**Exercise description**
Every line containing the string "smoking" is to be copied from the records.
Segment Start: Excerpted records
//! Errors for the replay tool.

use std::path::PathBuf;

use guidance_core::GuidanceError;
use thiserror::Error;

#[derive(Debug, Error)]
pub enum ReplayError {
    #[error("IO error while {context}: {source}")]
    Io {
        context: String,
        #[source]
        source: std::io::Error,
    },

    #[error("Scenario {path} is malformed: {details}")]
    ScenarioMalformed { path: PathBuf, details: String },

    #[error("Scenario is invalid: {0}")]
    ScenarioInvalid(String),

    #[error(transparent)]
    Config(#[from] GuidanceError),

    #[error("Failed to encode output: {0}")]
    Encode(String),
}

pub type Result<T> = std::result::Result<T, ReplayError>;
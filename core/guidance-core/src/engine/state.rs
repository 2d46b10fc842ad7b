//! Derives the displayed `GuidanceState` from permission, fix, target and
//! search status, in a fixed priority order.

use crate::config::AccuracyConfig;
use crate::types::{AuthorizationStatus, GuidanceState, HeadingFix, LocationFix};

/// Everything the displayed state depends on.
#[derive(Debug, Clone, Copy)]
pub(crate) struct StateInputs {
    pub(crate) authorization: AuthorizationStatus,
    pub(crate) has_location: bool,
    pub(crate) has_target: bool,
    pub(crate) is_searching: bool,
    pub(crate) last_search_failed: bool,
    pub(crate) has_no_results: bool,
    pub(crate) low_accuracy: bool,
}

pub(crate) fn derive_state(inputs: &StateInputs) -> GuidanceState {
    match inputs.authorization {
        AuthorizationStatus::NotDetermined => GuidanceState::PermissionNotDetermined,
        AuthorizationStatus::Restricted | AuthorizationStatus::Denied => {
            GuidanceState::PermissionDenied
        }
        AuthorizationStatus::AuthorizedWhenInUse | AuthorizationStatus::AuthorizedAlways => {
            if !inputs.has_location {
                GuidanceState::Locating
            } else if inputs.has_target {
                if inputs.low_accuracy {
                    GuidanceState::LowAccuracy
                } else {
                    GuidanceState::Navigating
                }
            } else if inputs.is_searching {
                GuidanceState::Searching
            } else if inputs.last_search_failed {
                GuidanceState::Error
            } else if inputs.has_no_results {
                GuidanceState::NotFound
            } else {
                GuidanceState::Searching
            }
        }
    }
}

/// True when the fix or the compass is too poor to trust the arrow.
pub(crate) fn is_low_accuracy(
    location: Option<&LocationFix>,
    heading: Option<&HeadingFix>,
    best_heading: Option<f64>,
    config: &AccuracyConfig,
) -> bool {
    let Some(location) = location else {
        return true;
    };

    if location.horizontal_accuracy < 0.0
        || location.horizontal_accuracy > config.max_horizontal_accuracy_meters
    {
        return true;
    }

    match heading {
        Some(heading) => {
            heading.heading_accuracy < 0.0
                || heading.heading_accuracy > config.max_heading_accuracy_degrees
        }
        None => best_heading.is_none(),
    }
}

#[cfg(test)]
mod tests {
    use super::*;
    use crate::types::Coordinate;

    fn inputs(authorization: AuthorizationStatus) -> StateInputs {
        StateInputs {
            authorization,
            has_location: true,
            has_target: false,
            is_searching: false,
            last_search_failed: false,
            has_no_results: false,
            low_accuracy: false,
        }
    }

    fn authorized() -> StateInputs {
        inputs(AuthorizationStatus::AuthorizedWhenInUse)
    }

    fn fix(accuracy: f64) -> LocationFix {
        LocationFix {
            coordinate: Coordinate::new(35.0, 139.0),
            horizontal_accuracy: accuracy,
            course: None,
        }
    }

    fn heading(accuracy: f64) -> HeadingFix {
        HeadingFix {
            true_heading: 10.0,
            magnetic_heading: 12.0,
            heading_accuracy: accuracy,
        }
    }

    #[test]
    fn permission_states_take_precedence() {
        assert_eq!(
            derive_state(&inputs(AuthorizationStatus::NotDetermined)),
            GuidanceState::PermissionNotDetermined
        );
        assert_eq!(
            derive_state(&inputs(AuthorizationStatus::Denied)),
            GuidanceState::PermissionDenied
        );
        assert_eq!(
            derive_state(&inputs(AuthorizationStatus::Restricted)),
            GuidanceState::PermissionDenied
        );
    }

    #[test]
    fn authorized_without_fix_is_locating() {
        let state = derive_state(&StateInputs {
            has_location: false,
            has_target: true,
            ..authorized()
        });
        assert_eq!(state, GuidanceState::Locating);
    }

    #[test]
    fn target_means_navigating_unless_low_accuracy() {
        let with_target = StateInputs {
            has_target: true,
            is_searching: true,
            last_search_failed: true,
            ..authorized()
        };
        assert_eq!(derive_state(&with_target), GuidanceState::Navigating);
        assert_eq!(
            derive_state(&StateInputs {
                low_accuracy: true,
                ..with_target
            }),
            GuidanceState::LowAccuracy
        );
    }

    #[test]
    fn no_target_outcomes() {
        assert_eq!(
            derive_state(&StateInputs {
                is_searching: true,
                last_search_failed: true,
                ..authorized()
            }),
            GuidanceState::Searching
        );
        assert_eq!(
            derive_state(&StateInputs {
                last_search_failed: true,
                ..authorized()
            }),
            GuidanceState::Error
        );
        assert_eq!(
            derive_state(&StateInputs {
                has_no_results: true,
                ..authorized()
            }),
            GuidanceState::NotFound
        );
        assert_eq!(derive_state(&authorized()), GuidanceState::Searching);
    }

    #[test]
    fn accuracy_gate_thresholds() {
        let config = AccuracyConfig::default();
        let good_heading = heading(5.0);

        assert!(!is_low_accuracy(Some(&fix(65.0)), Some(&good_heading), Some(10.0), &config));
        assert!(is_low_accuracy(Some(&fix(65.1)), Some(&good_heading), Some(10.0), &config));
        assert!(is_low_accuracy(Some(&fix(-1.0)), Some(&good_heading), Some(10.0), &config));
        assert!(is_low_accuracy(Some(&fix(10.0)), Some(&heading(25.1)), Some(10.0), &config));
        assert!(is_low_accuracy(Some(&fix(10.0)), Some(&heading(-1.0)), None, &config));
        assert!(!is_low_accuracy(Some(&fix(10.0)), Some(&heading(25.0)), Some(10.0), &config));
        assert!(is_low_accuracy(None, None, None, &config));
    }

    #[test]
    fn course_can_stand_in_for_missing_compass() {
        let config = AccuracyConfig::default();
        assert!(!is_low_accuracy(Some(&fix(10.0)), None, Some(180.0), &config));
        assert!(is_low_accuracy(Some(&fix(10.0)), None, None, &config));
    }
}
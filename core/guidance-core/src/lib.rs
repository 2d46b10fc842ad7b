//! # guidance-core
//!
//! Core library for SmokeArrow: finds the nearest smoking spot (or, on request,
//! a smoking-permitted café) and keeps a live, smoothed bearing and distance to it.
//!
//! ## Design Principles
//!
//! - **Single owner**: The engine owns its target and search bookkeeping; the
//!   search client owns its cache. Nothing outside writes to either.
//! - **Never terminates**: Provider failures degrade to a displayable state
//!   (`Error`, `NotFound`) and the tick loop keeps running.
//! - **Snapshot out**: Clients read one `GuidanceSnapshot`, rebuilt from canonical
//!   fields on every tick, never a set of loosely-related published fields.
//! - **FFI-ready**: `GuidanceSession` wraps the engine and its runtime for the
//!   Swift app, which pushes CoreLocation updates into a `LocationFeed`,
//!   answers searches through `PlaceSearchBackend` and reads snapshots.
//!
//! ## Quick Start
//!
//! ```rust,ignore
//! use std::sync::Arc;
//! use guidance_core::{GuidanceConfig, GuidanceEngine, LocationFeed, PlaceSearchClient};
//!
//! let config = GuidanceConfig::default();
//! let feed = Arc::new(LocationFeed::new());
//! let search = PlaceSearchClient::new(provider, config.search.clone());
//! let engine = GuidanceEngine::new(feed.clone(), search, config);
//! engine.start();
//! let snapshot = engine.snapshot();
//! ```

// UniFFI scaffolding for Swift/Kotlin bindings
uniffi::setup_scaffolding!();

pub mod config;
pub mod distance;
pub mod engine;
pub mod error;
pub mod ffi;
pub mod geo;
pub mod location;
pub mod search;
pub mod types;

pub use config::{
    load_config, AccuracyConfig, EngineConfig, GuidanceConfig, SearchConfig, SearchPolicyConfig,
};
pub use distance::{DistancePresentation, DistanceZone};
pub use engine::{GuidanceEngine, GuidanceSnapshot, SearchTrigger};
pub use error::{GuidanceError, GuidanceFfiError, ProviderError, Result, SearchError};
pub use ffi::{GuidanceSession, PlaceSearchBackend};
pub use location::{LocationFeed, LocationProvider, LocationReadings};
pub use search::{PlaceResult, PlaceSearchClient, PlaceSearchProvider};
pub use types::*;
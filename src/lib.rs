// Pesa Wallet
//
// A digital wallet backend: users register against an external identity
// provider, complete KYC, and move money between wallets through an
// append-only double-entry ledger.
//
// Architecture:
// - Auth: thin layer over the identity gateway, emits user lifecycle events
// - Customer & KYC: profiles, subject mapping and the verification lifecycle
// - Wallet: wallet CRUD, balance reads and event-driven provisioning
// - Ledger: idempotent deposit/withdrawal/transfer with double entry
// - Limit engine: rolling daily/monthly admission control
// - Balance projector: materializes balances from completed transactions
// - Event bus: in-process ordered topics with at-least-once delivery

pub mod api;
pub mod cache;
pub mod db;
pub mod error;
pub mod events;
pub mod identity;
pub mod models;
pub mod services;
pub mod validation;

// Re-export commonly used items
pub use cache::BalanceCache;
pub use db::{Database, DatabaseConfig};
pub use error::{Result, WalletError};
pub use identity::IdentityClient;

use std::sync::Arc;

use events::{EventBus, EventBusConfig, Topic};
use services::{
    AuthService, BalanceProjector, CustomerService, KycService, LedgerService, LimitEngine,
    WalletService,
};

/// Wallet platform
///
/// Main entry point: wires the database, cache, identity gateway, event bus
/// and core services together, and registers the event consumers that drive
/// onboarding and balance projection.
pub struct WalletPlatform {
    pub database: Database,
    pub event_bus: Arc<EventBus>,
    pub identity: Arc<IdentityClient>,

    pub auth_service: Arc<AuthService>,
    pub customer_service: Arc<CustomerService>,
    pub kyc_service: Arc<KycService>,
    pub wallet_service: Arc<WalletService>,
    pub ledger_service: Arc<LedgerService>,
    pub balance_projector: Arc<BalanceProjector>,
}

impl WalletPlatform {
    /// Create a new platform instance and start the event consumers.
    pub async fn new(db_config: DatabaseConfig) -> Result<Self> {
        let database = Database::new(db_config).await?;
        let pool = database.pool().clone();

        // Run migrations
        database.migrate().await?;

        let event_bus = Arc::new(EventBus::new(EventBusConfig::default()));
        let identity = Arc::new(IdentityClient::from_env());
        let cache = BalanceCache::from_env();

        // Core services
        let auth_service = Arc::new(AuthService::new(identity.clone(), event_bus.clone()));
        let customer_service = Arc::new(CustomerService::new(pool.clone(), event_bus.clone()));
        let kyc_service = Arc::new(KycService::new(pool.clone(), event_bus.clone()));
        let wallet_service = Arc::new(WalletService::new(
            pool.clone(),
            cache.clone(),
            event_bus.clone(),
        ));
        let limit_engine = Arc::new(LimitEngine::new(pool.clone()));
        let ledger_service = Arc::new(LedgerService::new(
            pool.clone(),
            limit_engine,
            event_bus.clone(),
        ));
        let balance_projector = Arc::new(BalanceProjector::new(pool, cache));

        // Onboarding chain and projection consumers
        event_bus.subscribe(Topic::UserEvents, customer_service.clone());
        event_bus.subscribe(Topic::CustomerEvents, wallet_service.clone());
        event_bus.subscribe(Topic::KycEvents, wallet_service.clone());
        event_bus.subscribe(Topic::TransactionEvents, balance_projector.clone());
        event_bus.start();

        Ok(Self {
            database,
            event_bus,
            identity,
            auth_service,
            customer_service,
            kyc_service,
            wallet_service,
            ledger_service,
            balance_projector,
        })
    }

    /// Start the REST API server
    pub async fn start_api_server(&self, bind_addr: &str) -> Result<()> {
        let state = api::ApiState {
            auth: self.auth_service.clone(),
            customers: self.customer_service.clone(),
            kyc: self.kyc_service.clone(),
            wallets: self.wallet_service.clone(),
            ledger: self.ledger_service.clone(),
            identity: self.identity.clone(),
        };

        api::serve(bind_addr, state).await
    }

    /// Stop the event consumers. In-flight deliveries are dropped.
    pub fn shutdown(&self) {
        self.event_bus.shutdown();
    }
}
Segment End: Excerpted records
**Task result**
//! Core library for SmokeArrow: finds the nearest smoking spot (or, on request,
//! a smoking-permitted café) and keeps a live, smoothed bearing and distance to it.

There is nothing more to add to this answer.